Sometimes from here I do the leg press or the hack squat, 4 sets of 10-12, increasing weights as I go. Sometimes I do one of these exercises, sometimes I do both. Today I neither!
Are you still with me?
Now it’s time for a superset. A superset is 2 exercises, back-to-back, with no rest in-between. I always die a little with these……..
Leg curls: 3 sets of 10-12, increasing weight and straight to kick backs, 3 sets of 10-12. Add one more set of each but the last 5 reps on the leg curl, drop it reeeeeeeaaaal slow until your hammies are on fire. The bring it back up and do it again for 5. Don’t hate me. Same with your last set of kickbacks. When you get to the top, SQUEEZE DAT BOOTY and hold it for a second. A full second. Don’t cheat yourself. Do that 5 times.
Last set best set!!
Glute bridges: 4 sets of 10-12, squeezing at the top for as LONG AS YOU CAN (on the last rep of each set). I do this with a 60 lb barbell on my hips.

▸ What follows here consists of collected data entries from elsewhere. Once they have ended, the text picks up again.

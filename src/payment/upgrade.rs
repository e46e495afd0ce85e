use tracing::{info, warn};

use super::{GatewayError, PaymentGateway};
use crate::db::{DbError, OrderStatus, PaidTransition, Repository, User, UserStatus};

#[derive(Debug, thiserror::Error)]
pub enum UpgradeError {
    #[error("Order not found")]
    OrderNotFound,
    #[error("User not found")]
    UserNotFound,
    #[error("You are already premium")]
    AlreadyPremium,
    #[error("Order already paid")]
    AlreadyPaid,
    #[error("Upgrade failed, please call our customer support")]
    Denied,
    #[error(transparent)]
    Gateway(#[from] GatewayError),
    #[error(transparent)]
    Db(DbError),
}

/// Confirms a provider-side payment and applies the premium upgrade.
///
/// Checks run in a fixed order: the order must exist, the caller must not
/// already be premium, and an already-paid order short-circuits before any
/// provider call. Only a captured transaction mutates state, and then both
/// rows (order paid, user premium) change in one database transaction. The
/// paid transition is a conditional update, so a concurrent duplicate that
/// loses the race surfaces as `AlreadyPaid` rather than a double apply.
pub async fn reconcile_upgrade(
    db: &dyn Repository,
    gateway: &dyn PaymentGateway,
    user: &User,
    order_id: &str,
) -> Result<(), UpgradeError> {
    let order = db.get_order(order_id).await.map_err(|e| match e {
        DbError::NotFound(_) => UpgradeError::OrderNotFound,
        _ => UpgradeError::Db(e),
    })?;

    if user.status == UserStatus::Premium {
        return Err(UpgradeError::AlreadyPremium);
    }

    if order.status == OrderStatus::Paid {
        return Err(UpgradeError::AlreadyPaid);
    }

    let status = gateway.transaction_status(order_id).await?;

    if !status.is_captured() {
        warn!(
            order_id,
            transaction_status = %status.transaction_status,
            status_code = %status.status_code,
            "Provider did not confirm capture"
        );
        return Err(UpgradeError::Denied);
    }

    let transition = db
        .settle_order_and_upgrade_user(order_id, user.id)
        .await
        .map_err(|e| match e {
            DbError::NotFound(_) => UpgradeError::UserNotFound,
            _ => UpgradeError::Db(e),
        })?;

    match transition {
        PaidTransition::Applied => {
            info!(order_id, user_id = user.id, "Order settled, user upgraded to premium");
            Ok(())
        }
        PaidTransition::AlreadyPaid => Err(UpgradeError::AlreadyPaid),
    }
}

#[cfg(test)]
mod tests {
    use std::sync::atomic::{AtomicUsize, Ordering};
    use std::sync::Mutex;

    use async_trait::async_trait;

    use super::*;
    use crate::db::{NewUser, Order, OrderRepo, SqliteRepository, UserRepo};
    use crate::payment::{CustomerDetails, SnapToken, TransactionStatus};

    struct MockGateway {
        status: Mutex<TransactionStatus>,
        calls: AtomicUsize,
    }

    impl MockGateway {
        fn reporting(transaction_status: &str, status_code: &str) -> Self {
            Self {
                status: Mutex::new(TransactionStatus {
                    transaction_status: transaction_status.to_string(),
                    status_code: status_code.to_string(),
                }),
                calls: AtomicUsize::new(0),
            }
        }

        fn call_count(&self) -> usize {
            self.calls.load(Ordering::SeqCst)
        }
    }

    #[async_trait]
    impl PaymentGateway for MockGateway {
        async fn create_transaction(
            &self,
            _order_id: &str,
            _amount: i64,
            _customer: &CustomerDetails,
        ) -> Result<SnapToken, GatewayError> {
            Ok(SnapToken {
                token: "snap-token".to_string(),
            })
        }

        async fn transaction_status(
            &self,
            _order_id: &str,
        ) -> Result<TransactionStatus, GatewayError> {
            self.calls.fetch_add(1, Ordering::SeqCst);
            Ok(self.status.lock().unwrap().clone())
        }
    }

    async fn test_repo(name: &str) -> SqliteRepository {
        let uri = format!("sqlite:file:{}?mode=memory&cache=shared", name);
        SqliteRepository::new(&uri).await.unwrap()
    }

    async fn seed_user(repo: &SqliteRepository, email: &str) -> User {
        repo.create_user(&NewUser {
            email: email.to_string(),
            username: "tester".to_string(),
            password: "hash".to_string(),
            photo: None,
        })
        .await
        .unwrap()
    }

    async fn seed_pending_order(repo: &SqliteRepository, order_id: &str, user_id: i64) {
        repo.create_order(&Order {
            order_id: order_id.to_string(),
            user_id,
            amount: 50000,
            status: OrderStatus::Pending,
            paid_date: None,
        })
        .await
        .unwrap();
    }

    #[tokio::test]
    async fn unknown_order_is_not_found() {
        let repo = test_repo("up_unknown_order").await;
        let user = seed_user(&repo, "a@moflix.io").await;
        let gateway = MockGateway::reporting("capture", "200");

        let err = reconcile_upgrade(&repo, &gateway, &user, "ORDER-0-0")
            .await
            .unwrap_err();
        assert!(matches!(err, UpgradeError::OrderNotFound));
        assert_eq!(gateway.call_count(), 0);
    }

    #[tokio::test]
    async fn premium_caller_is_rejected_regardless_of_order() {
        let repo = test_repo("up_already_premium").await;
        let user = seed_user(&repo, "b@moflix.io").await;
        seed_pending_order(&repo, "ORDER-X", user.id).await;
        let gateway = MockGateway::reporting("capture", "200");

        let mut premium = user.clone();
        premium.status = UserStatus::Premium;

        let err = reconcile_upgrade(&repo, &gateway, &premium, "ORDER-X")
            .await
            .unwrap_err();
        assert!(matches!(err, UpgradeError::AlreadyPremium));
        assert_eq!(gateway.call_count(), 0);
    }

    #[tokio::test]
    async fn paid_order_short_circuits_without_provider_call() {
        let repo = test_repo("up_paid_short_circuit").await;
        let user = seed_user(&repo, "c@moflix.io").await;
        seed_pending_order(&repo, "ORDER-Y", user.id).await;
        repo.settle_order_and_upgrade_user("ORDER-Y", user.id)
            .await
            .unwrap();
        let gateway = MockGateway::reporting("capture", "200");

        // Re-read: the settle above flipped the user to premium, use a basic
        // caller so the paid-order guard is the one that fires.
        let mut basic = repo.get_user_by_id(user.id).await.unwrap();
        basic.status = UserStatus::Basic;

        let err = reconcile_upgrade(&repo, &gateway, &basic, "ORDER-Y")
            .await
            .unwrap_err();
        assert!(matches!(err, UpgradeError::AlreadyPaid));
        assert_eq!(gateway.call_count(), 0);
    }

    #[tokio::test]
    async fn captured_transaction_upgrades_user_and_settles_order() {
        let repo = test_repo("up_capture_success").await;
        // Register seven users so the caller holds id 7, matching the
        // order id it is paired with.
        let mut user = seed_user(&repo, "d0@moflix.io").await;
        for i in 1..7 {
            user = seed_user(&repo, &format!("d{}@moflix.io", i)).await;
        }
        assert_eq!(user.id, 7);
        seed_pending_order(&repo, "ORDER-7-1000", user.id).await;
        let gateway = MockGateway::reporting("capture", "200");

        reconcile_upgrade(&repo, &gateway, &user, "ORDER-7-1000")
            .await
            .unwrap();
        assert_eq!(gateway.call_count(), 1);

        let user = repo.get_user_by_id(user.id).await.unwrap();
        assert_eq!(user.status, UserStatus::Premium);

        let order = repo.get_order("ORDER-7-1000").await.unwrap();
        assert_eq!(order.status, OrderStatus::Paid);
        assert!(order.paid_date.is_some());
    }

    #[tokio::test]
    async fn denied_transaction_leaves_state_unchanged() {
        let repo = test_repo("up_denied").await;
        let user = seed_user(&repo, "e@moflix.io").await;
        seed_pending_order(&repo, "ORDER-D", user.id).await;
        let gateway = MockGateway::reporting("deny", "202");

        let err = reconcile_upgrade(&repo, &gateway, &user, "ORDER-D")
            .await
            .unwrap_err();
        assert!(matches!(err, UpgradeError::Denied));

        let user = repo.get_user_by_id(user.id).await.unwrap();
        assert_eq!(user.status, UserStatus::Basic);

        let order = repo.get_order("ORDER-D").await.unwrap();
        assert_eq!(order.status, OrderStatus::Pending);
        assert!(order.paid_date.is_none());
    }

    #[tokio::test]
    async fn pending_provider_status_is_not_a_capture() {
        let repo = test_repo("up_provider_pending").await;
        let user = seed_user(&repo, "f@moflix.io").await;
        seed_pending_order(&repo, "ORDER-P", user.id).await;
        let gateway = MockGateway::reporting("pending", "201");

        let err = reconcile_upgrade(&repo, &gateway, &user, "ORDER-P")
            .await
            .unwrap_err();
        assert!(matches!(err, UpgradeError::Denied));
    }

    #[tokio::test]
    async fn second_call_after_success_reports_already_paid() {
        let repo = test_repo("up_idempotent").await;
        let user = seed_user(&repo, "g@moflix.io").await;
        seed_pending_order(&repo, "ORDER-I", user.id).await;
        let gateway = MockGateway::reporting("capture", "200");

        reconcile_upgrade(&repo, &gateway, &user, "ORDER-I")
            .await
            .unwrap();
        let order_after_first = repo.get_order("ORDER-I").await.unwrap();

        // The original caller snapshot is stale (still basic), so the second
        // call reaches the paid-order guard rather than the premium guard.
        let err = reconcile_upgrade(&repo, &gateway, &user, "ORDER-I")
            .await
            .unwrap_err();
        assert!(matches!(err, UpgradeError::AlreadyPaid));
        assert_eq!(gateway.call_count(), 1);

        let order_after_second = repo.get_order("ORDER-I").await.unwrap();
        assert_eq!(order_after_second.status, order_after_first.status);
        assert_eq!(order_after_second.paid_date, order_after_first.paid_date);
    }

    #[tokio::test]
    async fn lost_race_on_paid_transition_reports_already_paid() {
        let repo = test_repo("up_lost_race").await;
        let user = seed_user(&repo, "h@moflix.io").await;
        seed_pending_order(&repo, "ORDER-R", user.id).await;
        let gateway = MockGateway::reporting("capture", "200");

        // Simulate the duplicate that won the race between our pending read
        // and our conditional write.
        repo.settle_order_and_upgrade_user("ORDER-R", user.id)
            .await
            .unwrap();

        let mut stale = user.clone();
        stale.status = UserStatus::Basic;

        // Depending on timing the guard or the conditional update catches it;
        // either way the outcome is AlreadyPaid and no double apply.
        match reconcile_upgrade(&repo, &gateway, &stale, "ORDER-R").await {
            Err(UpgradeError::AlreadyPaid) => {}
            other => panic!("expected AlreadyPaid, got {:?}", other),
        }
    }
}
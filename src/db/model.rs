use chrono::{DateTime, Utc};
use serde::{Deserialize, Serialize};

#[derive(Debug, Clone, Copy, PartialEq, Eq, Serialize, Deserialize, sqlx::Type)]
#[serde(rename_all = "lowercase")]
#[sqlx(rename_all = "lowercase")]
pub enum UserStatus {
    Basic,
    Premium,
}

#[derive(Debug, Clone, Copy, PartialEq, Eq, Serialize, Deserialize, sqlx::Type)]
#[serde(rename_all = "lowercase")]
#[sqlx(rename_all = "lowercase")]
pub enum OrderStatus {
    Pending,
    Paid,
}

#[derive(Debug, Clone, Serialize, Deserialize, sqlx::FromRow)]
pub struct User {
    pub id: i64,
    pub email: String,
    pub username: String,
    #[serde(skip_serializing)]
    pub password: String,
    pub photo: String,
    pub status: UserStatus,
    pub created: Option<String>,
}

#[derive(Debug, Clone)]
pub struct NewUser {
    pub email: String,
    pub username: String,
    pub password: String,
    pub photo: Option<String>,
}

#[derive(Debug, Clone, Serialize, Deserialize, sqlx::FromRow)]
pub struct Movie {
    pub id: i64,
    pub title: String,
    pub description: Option<String>,
    pub posterfilm: Option<String>,
    pub trailer: Option<String>,
    pub release_date: Option<String>,
    /// JSON array of genre names, stored as TEXT.
    pub genres: String,
    pub vote_average: Option<f64>,
    pub popularity: Option<f64>,
    pub language: Option<String>,
    pub vote_count: Option<i64>,
}

impl Movie {
    pub fn genre_list(&self) -> Vec<String> {
        serde_json::from_str(&self.genres).unwrap_or_default()
    }
}

#[derive(Debug, Clone, Serialize, Deserialize)]
pub struct Order {
    pub order_id: String,
    pub user_id: i64,
    pub amount: i64,
    pub status: OrderStatus,
    pub paid_date: Option<DateTime<Utc>>,
}

/// Outcome of the paid-transition write. `AlreadyPaid` means the conditional
/// update matched zero rows: some other call settled this order first.
#[derive(Debug, Clone, Copy, PartialEq, Eq)]
pub enum PaidTransition {
    Applied,
    AlreadyPaid,
}

#[derive(Debug, thiserror::Error)]
pub enum DbError {
    #[error("Database error: {0}")]
    Sqlx(#[from] sqlx::Error),
    #[error("Not found: {0}")]
    NotFound(String),
    #[error("Already exists: {0}")]
    AlreadyExists(String),
}

pub type DbResult<T> = Result<T, DbError>;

Some people have asked me why I do 4 sets instead of 3. I don’t have a fancy scientific answer for it. I’ll just say this. I love the burn. I love leaving the gym with a pump so big I can barely get my regular pants back on. Do I hurt the next 2-3-7 days? Yes. But the results are there. It’s worth it. Let me know if you try this workout!